Siempre he pensado que una persona se te muere casi del todo cuando sabes que no hay remedio. Luego, el resto es miedo, silencio, espera, no saber qué hacer ni qué decir. En cambio Labordeta nos habló de su cáncer sin el menor aspaviento, con la franqueza habitual, abriendo una etapa impensadamente densa y gozosa, de trato personal "de otro modo".

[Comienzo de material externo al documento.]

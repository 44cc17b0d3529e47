pub mod builders;
pub mod fake_strategy;
pub mod recording;

use std::sync::Once;
use tracing_subscriber::{fmt, EnvFilter};

pub use builders::TestExecutorBuilder;
pub use fake_strategy::{FakeSpawnStrategy, ManualClock};
pub use recording::{Journal, JournalEntry, RecordingEventBus, RecordingEventHandler};

static INIT: Once = Once::new();

/// Initialise tracing for tests.
///
/// - Uses `with_test_writer()`, so logs are captured per-test.
/// - The Rust test harness only prints captured output for **failing** tests
///   (unless you run with `-- --nocapture`).
///
/// Enable levels with e.g.:
/// `RUST_LOG=debug cargo test`
pub fn init_tracing() {
    INIT.call_once(|| {
        let filter =
            EnvFilter::try_from_default_env().unwrap_or_else(|_| EnvFilter::new("info"));

        fmt()
            .with_env_filter(filter)
            .with_test_writer() // print only for failing tests unless --nocapture
            .with_target(true)
            .init();
    });
}

/// Run a future with a 5-second timeout.
#[allow(dead_code)]
pub async fn with_timeout<F, T>(f: F) -> T
where
    F: std::future::Future<Output = T>,
{
    tokio::time::timeout(std::time::Duration::from_secs(5), f)
        .await
        .expect("Test timed out after 5 seconds")
}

Al principio, era sólo el anuncio de un mal, contrastado con vitalidad, curiosidad, paseos. Recuerdo uno con Pepe Melero, los tres charlando de mil cosas hasta el territorio de su infancia siempre rebuscado, junto al Mercado Central, tomando cafés. Pero pronto fueron cambiando las tornas, recortando el itinerario, procurando evitar enfriamientos y cansancios. Todos temimos, por ejemplo, que el viaje a Santander, llevado por sus hijas, a recoger el Premio Nacional de las Artes, fuera contraproducente; pero el cáncer no entiende de esa jerga, va a lo suyo. Y Labordeta era un roble, "como esos viejos árboles".

Luego, fueron muchas semanas de visitas. La mayor parte de las veces te encontrabas a algún amigo más madrugador: su hermano Donato, el médico Artal, el bibliófilo Melero, Emilio Gastón con Mary Carmen, Gonzalo Borrás que se apuntó a los lunes, su exalumno de Teruel Pedro Luengo, Félix Romeo siempre malcaradamente tierno, Luis Alegre todo él, a veces Carlos Forcadell, o gentes de toda procedencia. Sé de asiduos de otras horas, aunque muchos se limitaban a telefonear. Las tertulias, que todos procurábamos intensas, variadas, huyendo sólo de un tema (su gravedad), se deslizaban hasta el anochecer, en que decía con humor que se retiraba para que pudiéramos irnos. Las nietas entraban y salían saltando alrededor del abuelo, saludando a todos.

Había pastas de mil tipos (Juana me prohibió los cacahuetes porque dejaban todo perdido), que llevábamos golosos y él recibía abriendo paquetes, pidiendo licores que también compartía. Había fútbol los días grandes, venga a sufrir por el Zaragoza, y comentarios de libros, de prensa, de noticias grandes y pequeñas. Olvidaba pequeños nombres, pero todo estaba en orden. Le interrumpían llamadas de extraños orígenes, participaba en tertulias radiofónicas.

Le hizo ilusión que en Cariñena dieran su nombre a una reserva de vinos. Y sonreía con bondad y picardía, ante la cantidad de políticos que ahora venían a homenajearle: algunos no hace tanto echaban pestes cuando era diputado mosca de otoño. Le molestaba el trasiego, pero sé que uno de los que más le ilusionó fue el Doctorado Honoris Causa de la Universidad, que el Rector y el Consejo apoyaron entusiastas; aunque ya no pudo ir, por una recaída, el acto fue emocionante, doy fe, porque todos sabíamos que se nos iba a zancadas.

Cuando llegaba pronto o en días de menos "entrada" de íntimos, me disponía a "despachar" con él, decía divertida Juana, ocultada su inmensa pena con detalles y afectos. Le hablaba de tanta gente que me preguntaba, por la calle, por teléfono, por correo electrónico. Le decía que si le preguntaban dijera a todos que sí le había dado recuerdos y ánimos, no me fuera a olvidar de alguien. De Lucía Pérez, la de Jorcas a su lado desde hace décadas; de José María de Jaime, el de Calamocha, que pedía ya tarde unas dedicatorias; de Philippe Moreau, el profesor de Pau; del magistrado Antonio Doñate; de sus compañeros de estudios Marisa Bailo o Agustín Ubieto; de la gente vieja de Andalán, temerosa de molestar, veteranos como Luis Granell o Julia López Madrazo, o del renovado en que volvía a poner "el dedo en el ojo", como los Salanova, Antonio Peiró o Vicente Martínez Tejero.

Esas inolvidables sesiones se acabaron el martes pasado. Acababa de llegar y abrazar a Juana, Ángela y Paula, sus hijas (Ana en camino) y la joven y eficiente oncóloga decidió llamar una ambulancia, pues José Antonio estaba demasiado débil, se ahogaba aun con oxígeno, apenas quedaba un hilo de aquel vozarrón. Le vi llevado casi en brazos, desde la camilla mirando desconcertado, decir adiós con una mano casi de papel, y correr la ambulancia hacia el Servet, destino final. Había terminado la tertulia más densa y hermosa a la que jamás he asistido. Y con ella, horas después, la vida de mi mejor amigo, del hermano mayor, el consejero, el líder sin quererlo.